• _REQUIREMENT_: Whenever a line of the data below holds the string "Option", copy that line.

Dataset entries:

⁂

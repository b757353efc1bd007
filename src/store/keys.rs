//! Key layout for the Fjall partitions.
//!
//! - `tasks`: task:{id} -> Task (JSON)

/// Encode a task key: task:{id}
pub fn encode_task_key(id: &str) -> Vec<u8> {
    format!("task:{}", id).into_bytes()
}

/// Decode a task key: task:{id} -> id
pub fn decode_task_key(key: &[u8]) -> Option<String> {
    let key_str = std::str::from_utf8(key).ok()?;
    key_str.strip_prefix("task:").map(String::from)
}
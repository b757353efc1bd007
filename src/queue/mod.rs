//! Task queue: scheduler, boundary service, and the shared current-log slot.

pub mod log;
pub mod scheduler;
pub mod service;

pub use log::CurrentLog;
pub use scheduler::Scheduler;
pub use service::{QueueService, ServiceError};
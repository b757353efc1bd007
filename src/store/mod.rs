//! Fjall-based persistence for task rows.
//!
//! One durable row per task, keyed by the catalog id extracted from the
//! source URL. The store is the source of truth for task state; everything
//! else (current log line, processing flag) is ephemeral.

pub mod error;
pub mod keys;
pub mod store;

pub use error::{Result, StoreError};
pub use store::TaskStore;
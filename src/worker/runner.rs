//! Child-process wrapper around the external downloader command.

use std::path::PathBuf;
use std::process::Stdio;

use async_trait::async_trait;
use tokio::io::{AsyncBufReadExt, BufReader};
use tokio::process::Command;
use tracing::{error, info, warn};

use crate::config::DownloaderConfig;
use crate::queue::CurrentLog;
use crate::task::{Task, TaskStatus};

use super::Downloader;

/// Runs the downloader tool (`gamdl` by default) for one task.
///
/// Builds an invocation with the source URL, language, output directory, a
/// per-task scratch directory, and the cookies file, spawns it with combined
/// stdout/stderr capture, and maps the exit code to a terminal status.
pub struct GamdlRunner {
    config: DownloaderConfig,
}

impl GamdlRunner {
    pub fn new(config: DownloaderConfig) -> Self {
        Self { config }
    }

    /// Scratch directory for one task, named deterministically from its id so
    /// runs of different tasks never collide.
    fn scratch_dir(&self, task: &Task) -> PathBuf {
        self.config.temp_dir.join(format!("tunedl_{}", task.id))
    }

    fn command_for(&self, task: &Task) -> Command {
        let mut command = Command::new(&self.config.command);
        command
            .arg(&task.url)
            .arg("-l")
            .arg(&task.language)
            .arg("-o")
            .arg(&self.config.output_dir)
            .arg("--temp-path")
            .arg(self.scratch_dir(task))
            .arg("-c")
            .arg(&self.config.cookies_path);
        if task.overwrite {
            command.arg("--overwrite");
        }
        command
            .stdin(Stdio::null())
            .stdout(Stdio::piped())
            .stderr(Stdio::piped())
            .kill_on_drop(true);
        command
    }

    async fn spawn_and_stream(&self, task: &Task, log: &CurrentLog) -> std::io::Result<i32> {
        let mut command = self.command_for(task);
        info!(id = %task.id, command = %self.config.command, "Spawning downloader");

        let mut child = command.spawn()?;

        let stdout = child.stdout.take();
        let stderr = child.stderr.take();
        let mut out_lines = stdout.map(|out| BufReader::new(out).lines());
        let mut err_lines = stderr.map(|err| BufReader::new(err).lines());
        let mut out_open = out_lines.is_some();
        let mut err_open = err_lines.is_some();

        // Both streams feed the same slot; whichever produced a line last is
        // what status queries see.
        while out_open || err_open {
            tokio::select! {
                line = next_line(&mut out_lines), if out_open => match line? {
                    Some(line) => record_line(task, &line, log),
                    None => out_open = false,
                },
                line = next_line(&mut err_lines), if err_open => match line? {
                    Some(line) => record_line(task, &line, log),
                    None => err_open = false,
                },
            }
        }

        let status = child.wait().await?;
        Ok(status.code().unwrap_or(-1))
    }
}

async fn next_line(
    lines: &mut Option<tokio::io::Lines<BufReader<impl tokio::io::AsyncRead + Unpin>>>,
) -> std::io::Result<Option<String>> {
    match lines {
        Some(lines) => lines.next_line().await,
        None => Ok(None),
    }
}

fn record_line(task: &Task, line: &str, log: &CurrentLog) {
    let line = line.trim();
    log.set(line);
    if !line.is_empty() {
        info!(id = %task.id, "{line}");
    }
}

#[async_trait]
impl Downloader for GamdlRunner {
    async fn run(&self, task: &Task, log: &CurrentLog) -> TaskStatus {
        let outcome = match self.spawn_and_stream(task, log).await {
            Ok(0) => TaskStatus::Completed,
            Ok(code) => {
                warn!(id = %task.id, code, "Downloader exited with non-zero status");
                TaskStatus::Failed
            }
            Err(err) => {
                error!(id = %task.id, %err, "Downloader could not be run");
                log.set(err.to_string());
                TaskStatus::Failed
            }
        };
        // Guaranteed cleanup: stale output must never leak into the next
        // execution's status view.
        log.clear();
        outcome
    }
}

#[cfg(test)]
mod tests {
    use super::*;
    use crate::task::url::parse_source_url;
    use std::path::Path;

    fn test_config(command: &str) -> DownloaderConfig {
        DownloaderConfig {
            command: command.to_string(),
            output_dir: PathBuf::from("/tmp/tunedl-test-out"),
            temp_dir: PathBuf::from("/tmp"),
            cookies_path: PathBuf::from("/tmp/cookies.txt"),
            languages: vec!["en-US".to_string()],
            ..DownloaderConfig::default()
        }
    }

    fn test_task() -> Task {
        let url = "https://music.apple.com/us/album/test/123";
        Task::new(parse_source_url(url).unwrap(), url, "en-US")
    }

    #[test]
    fn scratch_dir_is_per_task() {
        let runner = GamdlRunner::new(test_config("gamdl"));
        let task = test_task();
        assert_eq!(runner.scratch_dir(&task), Path::new("/tmp/tunedl_123"));
    }

    #[tokio::test]
    async fn zero_exit_maps_to_completed() {
        // `true` ignores the downloader-shaped arguments and exits 0.
        let runner = GamdlRunner::new(test_config("true"));
        let log = CurrentLog::new();
        let outcome = runner.run(&test_task(), &log).await;
        assert_eq!(outcome, TaskStatus::Completed);
        assert_eq!(log.get(), None);
    }

    #[tokio::test]
    async fn nonzero_exit_maps_to_failed() {
        let runner = GamdlRunner::new(test_config("false"));
        let log = CurrentLog::new();
        let outcome = runner.run(&test_task(), &log).await;
        assert_eq!(outcome, TaskStatus::Failed);
        assert_eq!(log.get(), None);
    }

    #[tokio::test]
    async fn missing_binary_maps_to_failed() {
        let runner = GamdlRunner::new(test_config("/nonexistent/downloader"));
        let log = CurrentLog::new();
        let outcome = runner.run(&test_task(), &log).await;
        assert_eq!(outcome, TaskStatus::Failed);
        // Cleared even on spawn failure.
        assert_eq!(log.get(), None);
    }

    #[tokio::test]
    async fn overwrite_flag_is_passed_through() {
        let runner = GamdlRunner::new(test_config("gamdl"));
        let mut task = test_task();
        task.overwrite = true;
        let command = runner.command_for(&task);
        let args: Vec<_> = command.as_std().get_args().collect();
        assert!(args.contains(&std::ffi::OsStr::new("--overwrite")));

        task.overwrite = false;
        let command = runner.command_for(&task);
        let args: Vec<_> = command.as_std().get_args().collect();
        assert!(!args.contains(&std::ffi::OsStr::new("--overwrite")));
    }
}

⁂

• _SOLUTION TO THE PROBLEM_:
pub fn decode_task_key(key: &[u8]) -> Option<String> {
    lines: &mut Option<tokio::io::Lines<BufReader<impl tokio::io::AsyncRead + Unpin>>>,
) -> std::io::Result<Option<String>> {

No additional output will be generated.